- Education: S. Thomas' College, Mount Lavinia Royal College, Colombo Richmond College, Galle Steyning Grammar School
- Alma mater: University of Oxford University of Cambridge
- Occupation: Professional Scrabble player
- Known for: 2017 World Scrabble Championship runners-up 2023 World Scrabble Championship runners-up

= Harshan Lamabadusuriya =

Sri Lankan-British Scrabble player and doctor

Harshan Lamabadusuriya is a Sri Lankan-born British professional Scrabble player and paediatrician.

== Biography ==
Harshan was raised in Sri Lanka, attending three different schools: S. Thomas' College, Mount Lavinia, Richmond College, Galle and Royal College, Colombo. He began playing Scrabble at a very young age as he mastered the game techniques and developed his vocabulary by competing at various local Scrabble competitions predominantly at school level. He also collected titles and trophies in various Scrabble tournaments as a result of his early exposure to the game. In 1996, Lamabadusuriya migrated with his family to the UK and settled there. He insisted that he was a problematic child, including mediocre results in his early schooling. His move to the UK turned out to be a turning point in his academic journey.

== Career ==
After moving to the United Kingdom, he continued with his passion for Scrabble and took part in local Scrabble competitions. He also excelled in his education including the result of 5 As in his A-levels while studying at Steyning Grammar School. He began his medical studies at the University of Cambridge and later transferred to the University of Oxford, where he completed his clinical studies. He chose to work as a locum consultant pediatrician for a period of two years at Worthing Hospital. He then started working at Swindon Hospital.
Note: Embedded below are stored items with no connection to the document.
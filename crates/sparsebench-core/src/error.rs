// Dweve Sparsebench - SpMV Benchmark Analytics
//
// Copyright (c) 2025 Dweve IP B.V. and individual contributors.
//
// SPDX-License-Identifier: Apache-2.0
//
// Licensed under the Apache License, Version 2.0 (the "License");
// you may not use this file except in compliance with the License.
// You may obtain a copy of the License in the LICENSE file at the
// root of this repository or at: http://www.apache.org/licenses/LICENSE-2.0
//
// Unless required by applicable law or agreed to in writing, software
// distributed under the License is distributed on an "AS IS" BASIS,
// WITHOUT WARRANTIES OR CONDITIONS OF ANY KIND, either express or implied.
// See the License for the specific language governing permissions and
// limitations under the License.

//! Error types for benchmark aggregation.
//!
//! Every failure in the core pipeline is fatal to the current invocation and
//! carries enough context (source path, line number, key) to identify the
//! offending input. Nothing is silently recovered: a partial or incorrect
//! benchmark summary is worse than a failed run.

use std::path::PathBuf;
use thiserror::Error;

/// Result type for benchmark aggregation operations.
pub type Result<T> = std::result::Result<T, BenchError>;

/// The main error type for sample loading, statistics, and scaling tables.
#[derive(Error, Debug, Clone, PartialEq)]
pub enum BenchError {
    /// The measurement source could not be opened or read.
    #[error("cannot read sample source '{path}': {message}")]
    SourceUnavailable {
        /// The path that failed to open or read.
        path: PathBuf,
        /// The underlying I/O error message.
        message: String,
    },

    /// A non-blank line in a measurement source did not parse as a sample.
    ///
    /// Samples are finite, non-negative millisecond durations; NaN, infinities
    /// and negative values are malformed data, not measurements.
    #[error("malformed sample in '{source_name}' at line {line}: {token:?} is not a non-negative duration")]
    MalformedSample {
        /// The source the line came from.
        source_name: String,
        /// 1-based line number of the offending token.
        line: usize,
        /// The token that failed to parse.
        token: String,
    },

    /// A statistic was requested over a series with no samples.
    #[error("sample series '{name}' is empty")]
    EmptySeries {
        /// Name of the offending series.
        name: String,
    },

    /// A percentile was requested outside the valid range.
    #[error("quantile {q} is outside the valid range 0..=100")]
    InvalidQuantile {
        /// The rejected quantile value.
        q: f64,
    },

    /// A matrix name was not found in the scaling table.
    #[error("unknown matrix '{name}' in scaling table '{table}'")]
    UnknownMatrix {
        /// The requested matrix name.
        name: String,
        /// Label of the table that was queried.
        table: String,
    },

    /// A metric name was not one of the six scaling metrics.
    #[error("unknown scaling metric '{name}' (expected one of: avg_time, speedup, efficiency, comm_pct, gflops, avg_ghost)")]
    UnknownMetric {
        /// The requested metric name.
        name: String,
    },

    /// A scaling dataset violated a construction invariant.
    #[error("invalid scaling dataset '{table}': {message}")]
    InvalidDataset {
        /// Label of the offending dataset.
        table: String,
        /// Description of the violated invariant.
        message: String,
    },
}

#[cfg(test)]
mod tests {
    use super::*;

    #[test]
    fn test_malformed_sample_display() {
        let err = BenchError::MalformedSample {
            source_name: "COO_exec_times.txt".to_string(),
            line: 7,
            token: "abc".to_string(),
        };
        let msg = err.to_string();
        assert!(msg.contains("COO_exec_times.txt"));
        assert!(msg.contains("line 7"));
        assert!(msg.contains("abc"));
    }

    #[test]
    fn test_unknown_matrix_display() {
        let err = BenchError::UnknownMatrix {
            name: "unknown_matrix".to_string(),
            table: "strong_scaling".to_string(),
        };
        let msg = err.to_string();
        assert!(msg.contains("unknown_matrix"));
        assert!(msg.contains("strong_scaling"));
    }

    #[test]
    fn test_unknown_metric_lists_valid_names() {
        let err = BenchError::UnknownMetric {
            name: "latency".to_string(),
        };
        let msg = err.to_string();
        assert!(msg.contains("latency"));
        assert!(msg.contains("gflops"));
    }

    #[test]
    fn test_error_equality() {
        let a = BenchError::InvalidQuantile { q: 120.0 };
        let b = BenchError::InvalidQuantile { q: 120.0 };
        let c = BenchError::InvalidQuantile { q: -1.0 };
        assert_eq!(a, b);
        assert_ne!(a, c);
    }
}
// Dweve Sparsebench - SpMV Benchmark Analytics
//
// Copyright (c) 2025 Dweve IP B.V. and individual contributors.
//
// SPDX-License-Identifier: Apache-2.0
//
// Licensed under the Apache License, Version 2.0 (the "License");
// you may not use this file except in compliance with the License.
// You may obtain a copy of the License in the LICENSE file at the
// root of this repository or at: http://www.apache.org/licenses/LICENSE-2.0
//
// Unless required by applicable law or agreed to in writing, software
// distributed under the License is distributed on an "AS IS" BASIS,
// WITHOUT WARRANTIES OR CONDITIONS OF ANY KIND, either express or implied.
// See the License for the specific language governing permissions and
// limitations under the License.

//! CLI command definitions and argument parsing.

use crate::commands::{self, KernelKind};
use crate::error::Result;
use clap::Subcommand;

/// Top-level CLI commands.
///
/// Every command reads static inputs (sample files or the embedded scaling
/// datasets) and writes exactly one SVG artifact, overwritten per run.
/// `--show` additionally prints the underlying numbers to the console.
#[derive(Subcommand)]
pub enum Commands {
    /// Compare raw kernel timing series
    ///
    /// Loads one newline-delimited sample file per selected kernel from the
    /// given directory and plots every series over the run index, with a
    /// dashed mean reference line per kernel. When no kernels are selected,
    /// all of them are included.
    Compare {
        /// Kernels to include (all if none given)
        #[arg(short, long, value_enum, value_delimiter = ',')]
        kernels: Vec<KernelKind>,

        /// Directory holding the sample files
        #[arg(short, long, default_value = ".")]
        dir: String,

        /// Output SVG path
        #[arg(short, long, default_value = "benchmark_comparison.svg")]
        output: String,

        /// Also draw this percentile as a reference line (0-100)
        #[arg(short, long, value_name = "Q")]
        percentile: Option<f64>,

        /// Print the summary table to the console
        #[arg(long)]
        show: bool,
    },

    /// Render the strong-scaling dashboard for one matrix
    ///
    /// A 2x2 grid over the fixed process counts: time + throughput,
    /// communication fraction, ghost points per rank, and speedup +
    /// efficiency.
    StrongScaling {
        /// Matrix name in the strong-scaling dataset
        #[arg(value_name = "MATRIX", default_value = "cage14")]
        matrix: String,

        /// Output SVG path
        #[arg(short, long, default_value = "strong_scaling.svg")]
        output: String,

        /// Print the metric table to the console
        #[arg(long)]
        show: bool,
    },

    /// Render the weak-scaling dashboard
    ///
    /// Same layout as strong scaling, with a problem-size panel in place of
    /// speedup + efficiency.
    WeakScaling {
        /// Matrix name in the weak-scaling dataset
        #[arg(value_name = "MATRIX", default_value = "synthetic_uniform")]
        matrix: String,

        /// Output SVG path
        #[arg(short, long, default_value = "weak_scaling.svg")]
        output: String,

        /// Print the metric table to the console
        #[arg(long)]
        show: bool,
    },

    /// Render the all-matrices metric grid
    ///
    /// A 3x2 grid with one cell per scaling metric and one line per matrix,
    /// over the strong-scaling process counts.
    Matrices {
        /// Output SVG path
        #[arg(short, long, default_value = "all_matrices.svg")]
        output: String,

        /// Print every matrix's metric table to the console
        #[arg(long)]
        show: bool,
    },
}

impl Commands {
    /// Execute the command.
    ///
    /// # Errors
    ///
    /// Returns `Err` if loading, statistics, or rendering fails; the binary
    /// surfaces the message and exits non-zero.
    pub fn execute(self) -> Result<()> {
        match self {
            Commands::Compare {
                kernels,
                dir,
                output,
                percentile,
                show,
            } => commands::compare(&kernels, &dir, &output, percentile, show),
            Commands::StrongScaling {
                matrix,
                output,
                show,
            } => commands::strong_scaling(&matrix, &output, show),
            Commands::WeakScaling {
                matrix,
                output,
                show,
            } => commands::weak_scaling(&matrix, &output, show),
            Commands::Matrices { output, show } => commands::matrices(&output, show),
        }
    }
}
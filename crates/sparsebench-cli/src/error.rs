// Dweve Sparsebench - SpMV Benchmark Analytics
//
// Copyright (c) 2025 Dweve IP B.V. and individual contributors.
//
// SPDX-License-Identifier: Apache-2.0
//
// Licensed under the Apache License, Version 2.0 (the "License");
// you may not use this file except in compliance with the License.
// You may obtain a copy of the License in the LICENSE file at the
// root of this repository or at: http://www.apache.org/licenses/LICENSE-2.0
//
// Unless required by applicable law or agreed to in writing, software
// distributed under the License is distributed on an "AS IS" BASIS,
// WITHOUT WARRANTIES OR CONDITIONS OF ANY KIND, either express or implied.
// See the License for the specific language governing permissions and
// limitations under the License.

//! Error types for the command-line interface.
//!
//! All CLI operations return `Result<T, CliError>` for consistent error
//! reporting: the binary prints the message to stderr and exits non-zero.

use thiserror::Error;

/// Result type for CLI operations.
pub type Result<T> = std::result::Result<T, CliError>;

/// The main error type for CLI command execution.
///
/// Wraps the core and chart error taxonomies; their messages already name
/// the offending source, line, or key, so they pass through unchanged.
#[derive(Error, Debug)]
pub enum CliError {
    /// Sample loading, statistics, or scaling-table failure.
    #[error(transparent)]
    Bench(#[from] sparsebench_core::BenchError),

    /// Figure validation or rendering failure.
    #[error(transparent)]
    Chart(#[from] sparsebench_chart::ChartError),
}

#[cfg(test)]
mod tests {
    use super::*;
    use sparsebench_core::BenchError;

    #[test]
    fn test_bench_error_passes_through() {
        let err: CliError = BenchError::UnknownMetric {
            name: "latency".to_string(),
        }
        .into();
        assert!(err.to_string().contains("latency"));
    }
}
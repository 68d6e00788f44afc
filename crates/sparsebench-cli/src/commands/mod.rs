// Dweve Sparsebench - SpMV Benchmark Analytics
//
// Copyright (c) 2025 Dweve IP B.V. and individual contributors.
//
// SPDX-License-Identifier: Apache-2.0
//
// Licensed under the Apache License, Version 2.0 (the "License");
// you may not use this file except in compliance with the License.
// You may obtain a copy of the License in the LICENSE file at the
// root of this repository or at: http://www.apache.org/licenses/LICENSE-2.0
//
// Unless required by applicable law or agreed to in writing, software
// distributed under the License is distributed on an "AS IS" BASIS,
// WITHOUT WARRANTIES OR CONDITIONS OF ANY KIND, either express or implied.
// See the License for the specific language governing permissions and
// limitations under the License.

//! Command implementations and shared helpers.

mod compare;
mod matrices;
mod strong;
mod weak;

pub use compare::compare;
pub use matrices::matrices;
pub use strong::strong_scaling;
pub use weak::weak_scaling;

use clap::ValueEnum;
use sparsebench_chart::style::{BLUE, CRIMSON, GREEN};
use sparsebench_chart::{Marker, SeriesStyle};

/// The SpMV kernel variants a comparison can include.
///
/// An explicit enumerated set instead of three independent booleans, so an
/// empty selection has exactly one meaning: all of them.
#[derive(Debug, Clone, Copy, PartialEq, Eq, ValueEnum)]
pub enum KernelKind {
    /// Coordinate-format kernel.
    Coo,
    /// Compressed-sparse-row kernel.
    Csr,
    /// Parallel compressed-sparse-row kernel.
    ParallelCsr,
}

impl KernelKind {
    /// All kernel variants, in display order.
    pub const ALL: [KernelKind; 3] = [KernelKind::Coo, KernelKind::Csr, KernelKind::ParallelCsr];

    /// Human-readable kernel label.
    pub fn label(&self) -> &'static str {
        match self {
            KernelKind::Coo => "COO",
            KernelKind::Csr => "CSR",
            KernelKind::ParallelCsr => "Parallel CSR",
        }
    }

    /// Conventional sample file name written by the benchmark harness.
    pub fn sample_file_name(&self) -> &'static str {
        match self {
            KernelKind::Coo => "COO_exec_times.txt",
            KernelKind::Csr => "CSR_exec_times.txt",
            KernelKind::ParallelCsr => "Parallel_CSR_exec_times.txt",
        }
    }

    /// Stable per-kernel series style, so charts stay comparable across runs.
    pub fn style(&self) -> SeriesStyle {
        match self {
            KernelKind::Coo => SeriesStyle::solid(CRIMSON),
            KernelKind::Csr => SeriesStyle::solid(BLUE),
            KernelKind::ParallelCsr => SeriesStyle::solid(GREEN).with_marker(Marker::Square),
        }
    }
}

/// Resolves a kernel selection: an empty selection means all kernels.
///
/// Duplicates are dropped, first occurrence wins, so legend order follows
/// the command line.
pub fn resolve_selection(requested: &[KernelKind]) -> Vec<KernelKind> {
    if requested.is_empty() {
        return KernelKind::ALL.to_vec();
    }
    let mut selection = Vec::new();
    for &kernel in requested {
        if !selection.contains(&kernel) {
            selection.push(kernel);
        }
    }
    selection
}

/// Zips a process-count axis with one metric array into plot points.
pub(crate) fn metric_points(processes: &[u32], values: &[f64]) -> Vec<(f64, f64)> {
    processes
        .iter()
        .zip(values.iter())
        .map(|(&p, &v)| (f64::from(p), v))
        .collect()
}

#[cfg(test)]
mod tests {
    use super::*;

    #[test]
    fn test_empty_selection_means_all() {
        assert_eq!(resolve_selection(&[]), KernelKind::ALL.to_vec());
    }

    #[test]
    fn test_selection_preserves_order_and_dedups() {
        let picked = resolve_selection(&[KernelKind::Csr, KernelKind::Coo, KernelKind::Csr]);
        assert_eq!(picked, vec![KernelKind::Csr, KernelKind::Coo]);
    }

    #[test]
    fn test_kernel_styles_are_distinct() {
        let styles: Vec<_> = KernelKind::ALL.iter().map(|k| k.style().color).collect();
        assert_ne!(styles[0], styles[1]);
        assert_ne!(styles[1], styles[2]);
    }

    #[test]
    fn test_metric_points() {
        let pts = metric_points(&[1, 2, 4], &[10.0, 20.0, 40.0]);
        assert_eq!(pts, vec![(1.0, 10.0), (2.0, 20.0), (4.0, 40.0)]);
    }
}
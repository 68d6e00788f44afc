// Dweve Sparsebench - SpMV Benchmark Analytics
//
// Copyright (c) 2025 Dweve IP B.V. and individual contributors.
//
// SPDX-License-Identifier: Apache-2.0
//
// Licensed under the Apache License, Version 2.0 (the "License");
// you may not use this file except in compliance with the License.
// You may obtain a copy of the License in the LICENSE file at the
// root of this repository or at: http://www.apache.org/licenses/LICENSE-2.0
//
// Unless required by applicable law or agreed to in writing, software
// distributed under the License is distributed on an "AS IS" BASIS,
// WITHOUT WARRANTIES OR CONDITIONS OF ANY KIND, either express or implied.
// See the License for the specific language governing permissions and
// limitations under the License.

//! Sparsebench chart layer: declarative figures rendered to SVG.
//!
//! The chart layer knows nothing about kernels or matrices; it renders
//! whatever named series it is handed. Build a [`Figure`] from [`Cell`]s,
//! [`Series`] and [`RefLine`]s, then call [`render_svg`].
//!
//! ## Guarantees
//!
//! - Fixed tick positions render exactly as supplied, never auto-generated.
//! - Legend entries map 1:1 to input series, in input order.
//! - A figure that fails validation never touches the filesystem.

pub mod error;
pub mod figure;
pub mod render;
pub mod style;

// Re-export key types for convenience
pub use error::{ChartError, Result};
pub use figure::{Axis, AxisScale, Cell, Figure, RefLine, Series, SeriesKind, YSide};
pub use render::render_svg;
pub use style::{palette_color, Marker, SeriesStyle};
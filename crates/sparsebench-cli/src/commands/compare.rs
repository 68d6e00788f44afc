// Dweve Sparsebench - SpMV Benchmark Analytics
//
// Copyright (c) 2025 Dweve IP B.V. and individual contributors.
//
// SPDX-License-Identifier: Apache-2.0
//
// Licensed under the Apache License, Version 2.0 (the "License");
// you may not use this file except in compliance with the License.
// You may obtain a copy of the License in the LICENSE file at the
// root of this repository or at: http://www.apache.org/licenses/LICENSE-2.0
//
// Unless required by applicable law or agreed to in writing, software
// distributed under the License is distributed on an "AS IS" BASIS,
// WITHOUT WARRANTIES OR CONDITIONS OF ANY KIND, either express or implied.
// See the License for the specific language governing permissions and
// limitations under the License.

//! Compare command - raw kernel timing series against each other.
//!
//! Loads one sample file per selected kernel, plots every series over the
//! run index with a dashed mean reference line per kernel (and optionally a
//! percentile line), and prints each kernel's average. With `--show`, a
//! full summary table is printed as well.

use super::{resolve_selection, KernelKind};
use crate::error::Result;
use colored::Colorize;
use sparsebench_chart::{render_svg, Axis, Cell, Figure, RefLine, Series, SeriesStyle};
use sparsebench_core::{summarize, SampleSeries, Summary};
use std::path::Path;

/// Generates the raw-series comparison chart.
///
/// # Arguments
///
/// * `kernels` - Selected kernel variants; empty means all
/// * `dir` - Directory holding the sample files
/// * `output` - Output SVG path, overwritten on each run
/// * `quantile` - Optional percentile drawn as a second reference line
/// * `show` - Print the full summary table to the console
///
/// # Errors
///
/// Returns `Err` if any selected sample file is missing or malformed, a
/// series is empty, the quantile is out of range, or rendering fails.
pub fn compare(
    kernels: &[KernelKind],
    dir: &str,
    output: &str,
    quantile: Option<f64>,
    show: bool,
) -> Result<()> {
    let selection = resolve_selection(kernels);
    let q = quantile.unwrap_or(90.0);

    let mut cell = Cell::new(
        format!(
            "Benchmark: {} execution times",
            selection
                .iter()
                .map(|k| k.label())
                .collect::<Vec<_>>()
                .join(" vs ")
        ),
        Axis::linear("Run #"),
        Axis::linear("Time (ms)"),
    );

    let mut summaries: Vec<(KernelKind, Summary)> = Vec::new();
    for kernel in &selection {
        let path = Path::new(dir).join(kernel.sample_file_name());
        let series = SampleSeries::from_path(kernel.label(), &path)?;
        let summary = summarize(&series, q)?;

        cell = cell
            .with_series(Series::line(
                format!("{} times", kernel.label()),
                series.indexed().collect(),
                kernel.style(),
            ))
            .with_ref_line(RefLine::new(
                format!("{} avg ({:.5} ms)", kernel.label(), summary.mean),
                summary.mean,
                SeriesStyle::dashed(kernel.style().color),
            ));
        if quantile.is_some() {
            cell = cell.with_ref_line(RefLine::new(
                format!("{} p{:.0} ({:.5} ms)", kernel.label(), q, summary.percentile),
                summary.percentile,
                SeriesStyle::dashed(kernel.style().color),
            ));
        }

        summaries.push((*kernel, summary));
    }

    let figure = Figure::new("").with_size(900, 560).with_cell(cell);
    render_svg(&figure, Path::new(output))?;

    for (kernel, summary) in &summaries {
        println!("{} average: {:.8} ms", kernel.label(), summary.mean);
    }

    if show {
        print_summary_table(&summaries, q);
    }
    println!("Wrote {}", output);

    Ok(())
}

/// Prints the per-kernel summary table.
fn print_summary_table(summaries: &[(KernelKind, Summary)], q: f64) {
    println!();
    println!("{}", "Kernel Timing Summary".bold());
    println!("=====================");
    println!();
    println!(
        "  {:<14} {:>6} {:>12} {:>12} {:>12} {:>12} {:>12}",
        "Kernel",
        "Runs",
        "Mean (ms)",
        format!("p{:.0} (ms)", q),
        "Min (ms)",
        "Max (ms)",
        "StdDev (ms)"
    );
    println!(
        "  {:-<14} {:-^6} {:-^12} {:-^12} {:-^12} {:-^12} {:-^12}",
        "", "", "", "", "", "", ""
    );
    for (kernel, s) in summaries {
        println!(
            "  {:<14} {:>6} {:>12.5} {:>12.5} {:>12.5} {:>12.5} {:>12.5}",
            kernel.label(),
            s.count,
            s.mean,
            s.percentile,
            s.min,
            s.max,
            s.std_dev
        );
    }
}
Harshan regularly participated in various international Scrabble competitions representing the United Kingdom including the World Scrabble Championship in 2001, 2005, 2007 and 2009. He reached a career high after emerging victorious as the National British Scrabble Champion at the UK National Scrabble Championship in 2003. He registered the highest ever scoring word in Scrabble with the word "Kreuzers", scoring 329 points. He emerged as runner-up to Australia's David Eldar in the best-of-five finals during the World Scrabble Championship 2017 and Lamabadusuriya went into the final ranked number 16 in the world. During the 2017 Scrabble World Championship, he maintained an almost perfect run throughout the tournament. This included a victory over 1993 Scrabble World Champion Mark Nyman in the quarterfinals, only lose to Eldar in the final 3-0. He collected £3000 as a cash reward for his second-place finish in the competition. He competed in the World Scrabble Championship 2019 where he qualified for the knockout round in the quarterfinal stage, but he was eliminated with a 2-1 defeat to USA's Peter Armstrong.

Harshan competed in the 2023 edition of the World Scrabble Championship where he achieved second-place in the tournament after emerging as runner-up to David Eldar. In January 2025, he won the UK Open Scrabble Championships, receiving a cash prize of £500 prize after winning 21 of his 27 games throughout the competition. He described that the game-defining word "backstory", which he had played during a critical moment of the final, as a eureka moment.